Stored data
<<<<

//! CLI errors with categories, suggestions and sysexits.h exit codes.

use std::io;
use std::path::PathBuf;

use garmin_dev_common::Colors;
use garmin_dev_common::ErrorCategory;
use garmin_dev_core::EngineError;
use thiserror::Error;

#[derive(Error, Debug)]
pub enum CliError {
    #[error("{0}")]
    Usage(String),

    #[error("Cannot open input {}: {source}", .path.display())]
    InputUnavailable {
        path: PathBuf,
        #[source]
        source: io::Error,
    },

    #[error("I/O error on {target}: {source}")]
    Io {
        target: String,
        #[source]
        source: io::Error,
    },

    #[error(transparent)]
    Engine(#[from] EngineError),

    #[error("Plugin '{0}' is not available in this build")]
    PluginUnavailable(String),

    #[error("Unknown command '{name}'")]
    UnknownCommand {
        name: String,
        available: Vec<&'static str>,
    },

    #[error("Invalid config file {}: {reason}", .path.display())]
    Config { path: PathBuf, reason: String },
}

impl CliError {
    pub fn category(&self) -> ErrorCategory {
        match self {
            CliError::Usage(_) | CliError::UnknownCommand { .. } => ErrorCategory::InvalidInput,
            CliError::InputUnavailable { .. } => ErrorCategory::NotFound,
            CliError::Io { .. } => ErrorCategory::External,
            CliError::Engine(EngineError::UnsupportedFormat { .. }) => ErrorCategory::InvalidInput,
            CliError::Engine(EngineError::Io(e)) if e.kind() == io::ErrorKind::InvalidData => {
                ErrorCategory::BadData
            }
            CliError::Engine(EngineError::Io(_)) => ErrorCategory::External,
            CliError::Engine(EngineError::Encode(_)) => ErrorCategory::BadData,
            CliError::Engine(EngineError::Cancelled) => ErrorCategory::Interrupted,
            CliError::PluginUnavailable(_) => ErrorCategory::Unavailable,
            CliError::Config { .. } => ErrorCategory::Config,
        }
    }

    pub fn exit_code(&self) -> i32 {
        self.category().exit_code()
    }

    pub fn suggestion(&self) -> Option<String> {
        match self {
            CliError::Usage(_) => {
                Some("Run with --help to see the accepted arguments.".to_string())
            }
            CliError::InputUnavailable { .. } => {
                Some("Check the --input path, or omit it to read the log from stdin.".to_string())
            }
            CliError::Io { .. } => None,
            CliError::Engine(EngineError::UnsupportedFormat { supported, .. }) => Some(format!(
                "Use --format with one of: {}",
                supported.join(", ")
            )),
            CliError::Engine(EngineError::Io(e)) if e.kind() == io::ErrorKind::InvalidData => {
                Some("The log must be UTF-8 text.".to_string())
            }
            CliError::Engine(EngineError::Cancelled) => {
                Some("Capture was interrupted; no output was written.".to_string())
            }
            CliError::Engine(_) => None,
            CliError::PluginUnavailable(_) => {
                Some(
                    "Run 'garmin-dev --list-plugins' to see which plugins are available."
                        .to_string(),
                )
            }
            CliError::UnknownCommand { available, .. } => {
                Some(format!("Available commands: {}", available.join(", ")))
            }
            CliError::Config { .. } => {
                Some("Fix the JSON in the config file or pass a different --config.".to_string())
            }
        }
    }

    /// Print `Error:` and `Suggestion:` lines to stderr.
    pub fn report(&self) {
        eprintln!("{} {}", Colors::error("Error:"), self);
        if let Some(suggestion) = self.suggestion() {
            eprintln!("{} {}", Colors::dim("Suggestion:"), suggestion);
        }
    }
}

>>>>

» YOUR INSTRUCTIONS: Return, from the entries, each line that holds "ErrorCategory".

» FINAL ANSWER:
use garmin_dev_common::ErrorCategory;
    pub fn category(&self) -> ErrorCategory {
            CliError::Usage(_) | CliError::UnknownCommand { .. } => ErrorCategory::InvalidInput,
            CliError::InputUnavailable { .. } => ErrorCategory::NotFound,
            CliError::Io { .. } => ErrorCategory::External,
            CliError::Engine(EngineError::UnsupportedFormat { .. }) => ErrorCategory::InvalidInput,
                ErrorCategory::BadData
            CliError::Engine(EngineError::Io(_)) => ErrorCategory::External,
            CliError::Engine(EngineError::Encode(_)) => ErrorCategory::BadData,
            CliError::Engine(EngineError::Cancelled) => ErrorCategory::Interrupted,
            CliError::PluginUnavailable(_) => ErrorCategory::Unavailable,
            CliError::Config { .. } => ErrorCategory::Config,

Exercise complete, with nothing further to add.